• **Problem to work on**: Copy out all the lines of the data that hold the word "SourceStarted".

━━ Material for this exercise ━━

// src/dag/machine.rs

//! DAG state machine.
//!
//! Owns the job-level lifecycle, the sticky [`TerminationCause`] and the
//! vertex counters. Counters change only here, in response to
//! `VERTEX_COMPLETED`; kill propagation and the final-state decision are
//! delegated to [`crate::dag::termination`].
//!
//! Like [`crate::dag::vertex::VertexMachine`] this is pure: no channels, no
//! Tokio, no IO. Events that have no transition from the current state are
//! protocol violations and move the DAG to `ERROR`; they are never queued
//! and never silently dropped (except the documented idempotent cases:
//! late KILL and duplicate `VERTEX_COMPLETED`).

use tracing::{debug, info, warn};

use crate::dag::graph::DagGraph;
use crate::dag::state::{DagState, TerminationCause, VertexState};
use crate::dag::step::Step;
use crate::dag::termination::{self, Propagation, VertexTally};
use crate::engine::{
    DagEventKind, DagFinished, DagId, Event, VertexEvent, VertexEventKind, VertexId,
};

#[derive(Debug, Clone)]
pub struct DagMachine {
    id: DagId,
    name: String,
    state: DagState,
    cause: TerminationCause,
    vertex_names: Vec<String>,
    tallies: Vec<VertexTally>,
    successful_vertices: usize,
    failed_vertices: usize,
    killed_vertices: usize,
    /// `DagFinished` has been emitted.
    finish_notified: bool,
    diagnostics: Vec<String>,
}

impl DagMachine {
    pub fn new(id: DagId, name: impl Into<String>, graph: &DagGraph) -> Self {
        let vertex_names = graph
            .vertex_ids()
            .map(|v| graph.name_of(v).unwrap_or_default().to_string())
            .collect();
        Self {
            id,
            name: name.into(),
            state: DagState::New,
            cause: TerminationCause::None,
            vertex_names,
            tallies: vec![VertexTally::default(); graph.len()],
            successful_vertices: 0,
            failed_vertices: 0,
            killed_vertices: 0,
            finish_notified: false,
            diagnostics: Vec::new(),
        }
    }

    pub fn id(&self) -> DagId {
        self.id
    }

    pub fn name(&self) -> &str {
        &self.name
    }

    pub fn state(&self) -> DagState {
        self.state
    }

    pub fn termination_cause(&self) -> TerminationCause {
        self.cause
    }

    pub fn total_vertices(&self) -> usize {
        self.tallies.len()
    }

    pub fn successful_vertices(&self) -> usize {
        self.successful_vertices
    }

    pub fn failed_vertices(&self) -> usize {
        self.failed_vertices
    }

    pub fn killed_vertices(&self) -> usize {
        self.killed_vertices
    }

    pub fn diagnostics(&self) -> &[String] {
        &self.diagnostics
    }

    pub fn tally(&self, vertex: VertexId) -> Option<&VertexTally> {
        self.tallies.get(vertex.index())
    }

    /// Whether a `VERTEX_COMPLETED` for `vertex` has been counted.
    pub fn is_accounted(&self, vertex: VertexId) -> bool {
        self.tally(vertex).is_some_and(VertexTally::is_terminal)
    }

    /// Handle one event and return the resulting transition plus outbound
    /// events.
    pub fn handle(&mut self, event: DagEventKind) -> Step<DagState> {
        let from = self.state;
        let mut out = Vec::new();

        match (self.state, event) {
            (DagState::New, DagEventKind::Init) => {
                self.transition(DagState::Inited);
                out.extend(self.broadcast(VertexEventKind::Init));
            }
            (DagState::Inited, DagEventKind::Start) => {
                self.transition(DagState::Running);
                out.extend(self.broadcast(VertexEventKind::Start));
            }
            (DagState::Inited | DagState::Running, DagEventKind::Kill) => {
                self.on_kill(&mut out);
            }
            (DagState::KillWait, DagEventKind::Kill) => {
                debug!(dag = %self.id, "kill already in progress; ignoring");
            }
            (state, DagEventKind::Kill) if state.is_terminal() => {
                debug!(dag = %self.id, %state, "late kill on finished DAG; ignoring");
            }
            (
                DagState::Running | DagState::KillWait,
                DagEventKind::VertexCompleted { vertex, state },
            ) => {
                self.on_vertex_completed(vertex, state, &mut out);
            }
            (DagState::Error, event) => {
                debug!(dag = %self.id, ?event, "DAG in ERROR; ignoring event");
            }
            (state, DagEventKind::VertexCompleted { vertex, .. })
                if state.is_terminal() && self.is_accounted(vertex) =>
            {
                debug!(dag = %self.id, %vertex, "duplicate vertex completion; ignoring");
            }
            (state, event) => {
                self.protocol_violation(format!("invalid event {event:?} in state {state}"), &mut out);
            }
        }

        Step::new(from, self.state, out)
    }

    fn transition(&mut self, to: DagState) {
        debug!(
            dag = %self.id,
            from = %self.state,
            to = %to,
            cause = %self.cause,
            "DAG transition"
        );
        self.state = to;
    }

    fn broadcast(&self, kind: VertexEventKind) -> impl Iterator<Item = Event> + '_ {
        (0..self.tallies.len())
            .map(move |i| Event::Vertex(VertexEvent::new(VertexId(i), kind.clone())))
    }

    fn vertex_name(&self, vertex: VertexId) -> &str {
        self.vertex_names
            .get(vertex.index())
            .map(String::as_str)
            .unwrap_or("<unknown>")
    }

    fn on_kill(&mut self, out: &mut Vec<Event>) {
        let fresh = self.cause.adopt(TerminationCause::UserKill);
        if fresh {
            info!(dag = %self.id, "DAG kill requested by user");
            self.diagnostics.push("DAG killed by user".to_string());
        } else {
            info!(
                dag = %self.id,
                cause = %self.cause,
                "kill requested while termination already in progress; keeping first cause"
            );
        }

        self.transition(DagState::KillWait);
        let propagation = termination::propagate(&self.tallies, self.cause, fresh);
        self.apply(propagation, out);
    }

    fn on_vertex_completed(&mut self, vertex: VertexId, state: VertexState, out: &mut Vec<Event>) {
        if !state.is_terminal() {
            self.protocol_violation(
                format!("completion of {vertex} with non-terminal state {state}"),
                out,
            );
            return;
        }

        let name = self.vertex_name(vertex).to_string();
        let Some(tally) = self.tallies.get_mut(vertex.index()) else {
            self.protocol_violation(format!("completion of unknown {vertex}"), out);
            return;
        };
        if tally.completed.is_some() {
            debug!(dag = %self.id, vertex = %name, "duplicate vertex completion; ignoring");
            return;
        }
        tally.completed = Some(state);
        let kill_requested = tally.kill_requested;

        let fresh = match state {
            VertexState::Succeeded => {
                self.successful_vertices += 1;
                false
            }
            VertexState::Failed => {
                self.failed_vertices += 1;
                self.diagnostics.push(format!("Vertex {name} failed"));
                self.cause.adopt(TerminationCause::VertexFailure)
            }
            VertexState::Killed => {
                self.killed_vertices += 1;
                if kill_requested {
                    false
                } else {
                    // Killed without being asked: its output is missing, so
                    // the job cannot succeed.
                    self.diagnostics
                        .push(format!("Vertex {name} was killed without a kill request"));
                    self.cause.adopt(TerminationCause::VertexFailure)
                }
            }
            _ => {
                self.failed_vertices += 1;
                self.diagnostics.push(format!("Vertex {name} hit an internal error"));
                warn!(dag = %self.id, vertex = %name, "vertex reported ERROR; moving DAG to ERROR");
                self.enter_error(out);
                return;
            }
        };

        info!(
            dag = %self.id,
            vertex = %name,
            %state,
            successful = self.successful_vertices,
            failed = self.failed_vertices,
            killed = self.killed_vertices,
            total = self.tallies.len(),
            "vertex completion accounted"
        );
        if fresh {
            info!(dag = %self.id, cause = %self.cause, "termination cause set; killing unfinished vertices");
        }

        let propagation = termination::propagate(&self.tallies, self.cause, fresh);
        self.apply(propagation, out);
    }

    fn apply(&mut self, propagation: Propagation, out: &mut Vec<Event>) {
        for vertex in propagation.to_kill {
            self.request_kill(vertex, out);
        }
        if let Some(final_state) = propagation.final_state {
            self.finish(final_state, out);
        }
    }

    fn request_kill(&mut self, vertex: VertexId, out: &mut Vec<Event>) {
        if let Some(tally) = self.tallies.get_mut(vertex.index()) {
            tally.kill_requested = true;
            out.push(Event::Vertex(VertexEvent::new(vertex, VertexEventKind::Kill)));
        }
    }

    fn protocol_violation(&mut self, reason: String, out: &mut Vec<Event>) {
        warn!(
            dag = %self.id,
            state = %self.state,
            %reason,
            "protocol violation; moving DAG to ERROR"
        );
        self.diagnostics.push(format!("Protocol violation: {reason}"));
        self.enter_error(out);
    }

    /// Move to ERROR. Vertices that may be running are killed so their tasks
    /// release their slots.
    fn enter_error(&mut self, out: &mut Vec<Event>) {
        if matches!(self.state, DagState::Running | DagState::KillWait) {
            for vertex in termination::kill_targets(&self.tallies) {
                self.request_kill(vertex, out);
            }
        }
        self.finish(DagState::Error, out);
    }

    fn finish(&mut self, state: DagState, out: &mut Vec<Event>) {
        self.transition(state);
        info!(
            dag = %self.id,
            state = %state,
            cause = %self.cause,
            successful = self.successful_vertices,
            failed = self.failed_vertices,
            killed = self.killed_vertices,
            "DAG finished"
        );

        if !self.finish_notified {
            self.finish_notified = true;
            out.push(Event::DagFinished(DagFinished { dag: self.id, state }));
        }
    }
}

━━━
━━ Material for this exercise ━━

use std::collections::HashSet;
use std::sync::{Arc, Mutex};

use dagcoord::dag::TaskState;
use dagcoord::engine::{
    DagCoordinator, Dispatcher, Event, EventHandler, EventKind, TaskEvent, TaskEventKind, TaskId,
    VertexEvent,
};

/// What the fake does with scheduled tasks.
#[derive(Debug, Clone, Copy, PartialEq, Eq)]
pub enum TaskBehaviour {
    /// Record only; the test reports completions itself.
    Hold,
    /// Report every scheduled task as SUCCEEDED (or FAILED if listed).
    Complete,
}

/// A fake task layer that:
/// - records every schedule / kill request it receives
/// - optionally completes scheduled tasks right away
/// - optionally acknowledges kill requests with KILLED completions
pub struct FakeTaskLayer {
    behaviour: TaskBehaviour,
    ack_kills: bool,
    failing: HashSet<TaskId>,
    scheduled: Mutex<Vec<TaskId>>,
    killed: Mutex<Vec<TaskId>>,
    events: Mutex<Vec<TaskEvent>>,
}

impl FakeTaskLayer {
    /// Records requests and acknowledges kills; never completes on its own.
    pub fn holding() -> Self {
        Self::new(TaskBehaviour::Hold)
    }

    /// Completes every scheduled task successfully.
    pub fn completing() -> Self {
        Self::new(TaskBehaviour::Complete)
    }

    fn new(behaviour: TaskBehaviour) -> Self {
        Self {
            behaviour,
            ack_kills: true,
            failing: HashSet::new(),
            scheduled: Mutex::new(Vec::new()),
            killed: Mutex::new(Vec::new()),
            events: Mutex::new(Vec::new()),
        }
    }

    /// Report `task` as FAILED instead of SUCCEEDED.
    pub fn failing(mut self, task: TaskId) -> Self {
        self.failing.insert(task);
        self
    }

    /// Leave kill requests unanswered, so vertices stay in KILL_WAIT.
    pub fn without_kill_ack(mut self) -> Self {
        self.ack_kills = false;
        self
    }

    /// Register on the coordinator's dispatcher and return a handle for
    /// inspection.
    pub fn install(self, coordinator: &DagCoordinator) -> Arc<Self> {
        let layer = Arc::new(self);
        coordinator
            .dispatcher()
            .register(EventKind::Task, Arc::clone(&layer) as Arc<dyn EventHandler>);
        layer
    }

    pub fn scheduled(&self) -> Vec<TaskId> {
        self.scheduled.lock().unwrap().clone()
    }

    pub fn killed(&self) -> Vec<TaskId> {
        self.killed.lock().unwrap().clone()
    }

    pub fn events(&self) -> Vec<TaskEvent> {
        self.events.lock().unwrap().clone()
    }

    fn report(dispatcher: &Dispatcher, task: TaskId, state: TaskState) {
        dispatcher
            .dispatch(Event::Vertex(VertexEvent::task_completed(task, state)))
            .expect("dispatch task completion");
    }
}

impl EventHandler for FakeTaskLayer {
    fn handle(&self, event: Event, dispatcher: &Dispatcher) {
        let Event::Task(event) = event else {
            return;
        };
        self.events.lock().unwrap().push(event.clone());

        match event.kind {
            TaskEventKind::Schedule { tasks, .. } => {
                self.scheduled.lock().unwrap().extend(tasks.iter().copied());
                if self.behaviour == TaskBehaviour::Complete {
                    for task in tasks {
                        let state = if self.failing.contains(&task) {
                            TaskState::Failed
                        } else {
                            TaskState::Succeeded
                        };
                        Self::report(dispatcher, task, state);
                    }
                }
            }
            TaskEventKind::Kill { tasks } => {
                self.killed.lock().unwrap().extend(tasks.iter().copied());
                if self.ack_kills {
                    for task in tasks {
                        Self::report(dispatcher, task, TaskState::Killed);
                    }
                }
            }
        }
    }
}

━━━
━━ Material for this exercise ━━

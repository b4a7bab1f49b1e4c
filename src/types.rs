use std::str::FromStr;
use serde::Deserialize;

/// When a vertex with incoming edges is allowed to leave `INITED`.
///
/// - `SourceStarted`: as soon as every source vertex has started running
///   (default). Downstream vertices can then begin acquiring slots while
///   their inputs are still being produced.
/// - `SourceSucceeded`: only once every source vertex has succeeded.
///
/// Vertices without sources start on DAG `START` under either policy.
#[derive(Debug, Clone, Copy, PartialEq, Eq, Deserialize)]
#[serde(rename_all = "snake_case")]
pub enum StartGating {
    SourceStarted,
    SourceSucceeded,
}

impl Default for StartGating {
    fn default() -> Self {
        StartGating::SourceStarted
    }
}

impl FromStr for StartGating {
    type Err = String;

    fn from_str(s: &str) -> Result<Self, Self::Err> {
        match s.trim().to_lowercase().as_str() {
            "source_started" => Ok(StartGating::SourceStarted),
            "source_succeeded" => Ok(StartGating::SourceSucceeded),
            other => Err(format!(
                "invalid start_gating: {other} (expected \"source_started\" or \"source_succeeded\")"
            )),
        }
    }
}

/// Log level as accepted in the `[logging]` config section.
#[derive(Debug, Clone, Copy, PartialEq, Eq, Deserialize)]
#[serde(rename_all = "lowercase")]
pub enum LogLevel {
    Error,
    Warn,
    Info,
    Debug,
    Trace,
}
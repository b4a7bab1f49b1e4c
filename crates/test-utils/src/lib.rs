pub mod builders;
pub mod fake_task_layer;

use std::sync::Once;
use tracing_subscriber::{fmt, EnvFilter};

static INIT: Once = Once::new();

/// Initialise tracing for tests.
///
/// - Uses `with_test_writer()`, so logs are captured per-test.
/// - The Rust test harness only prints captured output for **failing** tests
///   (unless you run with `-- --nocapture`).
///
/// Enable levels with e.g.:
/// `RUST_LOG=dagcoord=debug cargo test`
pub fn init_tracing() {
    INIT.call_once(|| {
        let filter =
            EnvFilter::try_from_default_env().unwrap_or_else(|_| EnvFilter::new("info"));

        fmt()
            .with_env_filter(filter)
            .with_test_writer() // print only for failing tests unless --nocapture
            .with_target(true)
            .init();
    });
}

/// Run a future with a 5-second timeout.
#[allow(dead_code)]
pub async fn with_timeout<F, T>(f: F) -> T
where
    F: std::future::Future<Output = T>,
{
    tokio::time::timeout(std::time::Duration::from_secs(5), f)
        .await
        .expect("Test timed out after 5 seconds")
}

━━━

• **Solved problem**:
/// - `SourceStarted`: as soon as every source vertex has started running
    SourceStarted,
        StartGating::SourceStarted
            "source_started" => Ok(StartGating::SourceStarted),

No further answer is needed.